■ **Records shown**
BEGIN
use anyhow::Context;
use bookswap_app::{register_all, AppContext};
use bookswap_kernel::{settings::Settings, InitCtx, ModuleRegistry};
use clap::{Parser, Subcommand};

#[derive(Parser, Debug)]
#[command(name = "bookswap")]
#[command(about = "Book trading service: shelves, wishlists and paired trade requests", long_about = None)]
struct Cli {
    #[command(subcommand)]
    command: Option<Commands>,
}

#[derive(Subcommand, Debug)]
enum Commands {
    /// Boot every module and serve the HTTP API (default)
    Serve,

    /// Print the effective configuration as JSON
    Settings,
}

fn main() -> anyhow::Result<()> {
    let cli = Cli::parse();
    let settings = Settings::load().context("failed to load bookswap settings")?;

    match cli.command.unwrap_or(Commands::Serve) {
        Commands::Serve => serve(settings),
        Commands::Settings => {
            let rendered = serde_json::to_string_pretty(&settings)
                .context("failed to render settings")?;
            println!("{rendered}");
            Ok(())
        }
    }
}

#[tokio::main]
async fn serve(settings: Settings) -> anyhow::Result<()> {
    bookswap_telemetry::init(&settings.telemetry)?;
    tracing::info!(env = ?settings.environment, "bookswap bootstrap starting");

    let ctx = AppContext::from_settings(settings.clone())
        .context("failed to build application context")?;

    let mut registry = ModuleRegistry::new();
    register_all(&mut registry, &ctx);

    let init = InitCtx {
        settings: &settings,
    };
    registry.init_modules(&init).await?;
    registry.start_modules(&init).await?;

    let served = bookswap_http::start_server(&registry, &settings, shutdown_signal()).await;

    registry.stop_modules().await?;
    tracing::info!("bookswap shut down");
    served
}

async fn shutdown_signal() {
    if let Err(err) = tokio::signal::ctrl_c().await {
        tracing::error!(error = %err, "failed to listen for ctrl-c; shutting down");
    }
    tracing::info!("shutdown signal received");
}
END
BEGIN
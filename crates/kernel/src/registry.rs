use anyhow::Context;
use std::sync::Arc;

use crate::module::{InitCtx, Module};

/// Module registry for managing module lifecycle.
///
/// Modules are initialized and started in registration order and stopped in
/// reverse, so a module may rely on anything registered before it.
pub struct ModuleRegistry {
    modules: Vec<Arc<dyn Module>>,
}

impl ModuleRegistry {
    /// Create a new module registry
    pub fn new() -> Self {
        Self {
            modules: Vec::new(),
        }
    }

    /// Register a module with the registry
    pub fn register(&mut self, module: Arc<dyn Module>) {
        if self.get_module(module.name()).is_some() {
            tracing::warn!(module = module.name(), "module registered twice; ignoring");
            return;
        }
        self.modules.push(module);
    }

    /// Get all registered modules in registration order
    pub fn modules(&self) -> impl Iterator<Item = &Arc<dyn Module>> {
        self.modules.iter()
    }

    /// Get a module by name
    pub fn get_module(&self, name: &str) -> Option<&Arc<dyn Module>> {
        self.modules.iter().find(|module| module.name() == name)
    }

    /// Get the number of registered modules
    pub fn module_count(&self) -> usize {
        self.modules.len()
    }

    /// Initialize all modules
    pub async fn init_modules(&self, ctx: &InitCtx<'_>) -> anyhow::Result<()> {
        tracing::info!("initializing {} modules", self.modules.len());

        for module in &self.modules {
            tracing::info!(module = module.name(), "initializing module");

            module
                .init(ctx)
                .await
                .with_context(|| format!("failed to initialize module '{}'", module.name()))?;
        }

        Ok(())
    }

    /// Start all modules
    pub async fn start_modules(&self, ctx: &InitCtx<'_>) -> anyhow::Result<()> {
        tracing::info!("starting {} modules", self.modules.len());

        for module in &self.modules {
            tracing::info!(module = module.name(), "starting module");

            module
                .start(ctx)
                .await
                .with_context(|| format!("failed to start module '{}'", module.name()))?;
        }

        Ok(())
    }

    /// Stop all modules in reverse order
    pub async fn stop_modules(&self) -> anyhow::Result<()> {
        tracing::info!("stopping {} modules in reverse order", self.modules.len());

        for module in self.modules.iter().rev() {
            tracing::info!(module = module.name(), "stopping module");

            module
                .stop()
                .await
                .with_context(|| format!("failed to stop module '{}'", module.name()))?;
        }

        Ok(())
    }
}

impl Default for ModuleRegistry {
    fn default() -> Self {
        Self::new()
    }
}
END
BEGIN
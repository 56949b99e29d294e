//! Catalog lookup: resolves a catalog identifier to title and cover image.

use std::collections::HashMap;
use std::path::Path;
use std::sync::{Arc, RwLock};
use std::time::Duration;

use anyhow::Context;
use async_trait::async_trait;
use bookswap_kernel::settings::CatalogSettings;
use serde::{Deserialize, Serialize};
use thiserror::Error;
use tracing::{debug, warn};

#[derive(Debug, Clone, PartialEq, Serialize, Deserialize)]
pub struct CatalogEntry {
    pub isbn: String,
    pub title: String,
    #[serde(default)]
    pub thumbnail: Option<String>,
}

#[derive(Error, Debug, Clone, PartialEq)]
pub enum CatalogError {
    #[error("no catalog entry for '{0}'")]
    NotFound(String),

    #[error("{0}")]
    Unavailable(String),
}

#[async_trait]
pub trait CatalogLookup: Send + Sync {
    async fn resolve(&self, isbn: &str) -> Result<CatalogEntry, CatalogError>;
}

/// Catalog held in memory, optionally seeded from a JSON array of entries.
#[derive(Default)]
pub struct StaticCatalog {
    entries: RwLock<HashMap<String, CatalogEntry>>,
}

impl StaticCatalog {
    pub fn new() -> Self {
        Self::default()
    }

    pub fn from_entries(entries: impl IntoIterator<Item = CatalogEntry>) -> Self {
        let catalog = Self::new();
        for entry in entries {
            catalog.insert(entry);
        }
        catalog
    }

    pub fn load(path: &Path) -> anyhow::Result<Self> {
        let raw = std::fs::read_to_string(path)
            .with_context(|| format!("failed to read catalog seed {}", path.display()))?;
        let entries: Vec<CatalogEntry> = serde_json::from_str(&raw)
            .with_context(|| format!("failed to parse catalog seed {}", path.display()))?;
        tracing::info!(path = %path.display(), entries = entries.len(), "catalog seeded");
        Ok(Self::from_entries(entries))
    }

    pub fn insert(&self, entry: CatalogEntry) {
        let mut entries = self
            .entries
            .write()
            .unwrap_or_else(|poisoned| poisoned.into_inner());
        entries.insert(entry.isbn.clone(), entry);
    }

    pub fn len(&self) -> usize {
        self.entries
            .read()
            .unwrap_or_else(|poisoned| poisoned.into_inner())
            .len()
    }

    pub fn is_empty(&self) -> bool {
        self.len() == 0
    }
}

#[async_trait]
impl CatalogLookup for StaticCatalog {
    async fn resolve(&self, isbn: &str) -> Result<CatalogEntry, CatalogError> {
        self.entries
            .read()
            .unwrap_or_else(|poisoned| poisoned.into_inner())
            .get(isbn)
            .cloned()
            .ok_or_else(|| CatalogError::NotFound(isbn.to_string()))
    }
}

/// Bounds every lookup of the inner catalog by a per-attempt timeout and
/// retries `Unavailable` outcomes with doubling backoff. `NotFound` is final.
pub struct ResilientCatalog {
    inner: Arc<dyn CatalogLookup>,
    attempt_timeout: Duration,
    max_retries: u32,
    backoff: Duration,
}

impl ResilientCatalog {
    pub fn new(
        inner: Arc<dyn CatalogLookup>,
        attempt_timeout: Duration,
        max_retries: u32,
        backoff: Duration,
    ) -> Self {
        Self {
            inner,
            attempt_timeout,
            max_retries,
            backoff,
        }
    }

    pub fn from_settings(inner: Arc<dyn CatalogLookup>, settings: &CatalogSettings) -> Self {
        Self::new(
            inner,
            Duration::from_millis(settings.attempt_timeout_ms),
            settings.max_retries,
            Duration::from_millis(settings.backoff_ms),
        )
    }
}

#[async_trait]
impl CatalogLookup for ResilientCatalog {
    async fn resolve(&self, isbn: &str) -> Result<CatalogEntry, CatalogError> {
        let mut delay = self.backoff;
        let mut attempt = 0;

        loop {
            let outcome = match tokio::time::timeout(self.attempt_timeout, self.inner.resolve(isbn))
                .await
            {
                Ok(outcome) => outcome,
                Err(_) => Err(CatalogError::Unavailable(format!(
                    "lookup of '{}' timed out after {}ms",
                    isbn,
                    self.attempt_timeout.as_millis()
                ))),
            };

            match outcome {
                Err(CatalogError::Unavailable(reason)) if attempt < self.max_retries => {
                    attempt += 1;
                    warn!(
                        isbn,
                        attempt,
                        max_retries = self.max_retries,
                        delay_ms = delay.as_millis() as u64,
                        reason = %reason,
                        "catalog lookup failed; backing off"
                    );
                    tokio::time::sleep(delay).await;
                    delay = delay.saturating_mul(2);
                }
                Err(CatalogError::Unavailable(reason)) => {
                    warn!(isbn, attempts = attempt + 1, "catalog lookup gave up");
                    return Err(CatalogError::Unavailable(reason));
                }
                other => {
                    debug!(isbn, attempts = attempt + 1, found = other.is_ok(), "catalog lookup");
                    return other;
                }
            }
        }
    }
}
END
■ **Exercise aim**
How many of the lines above contain the string "Result"? Give the number only.

■ **Written response**
9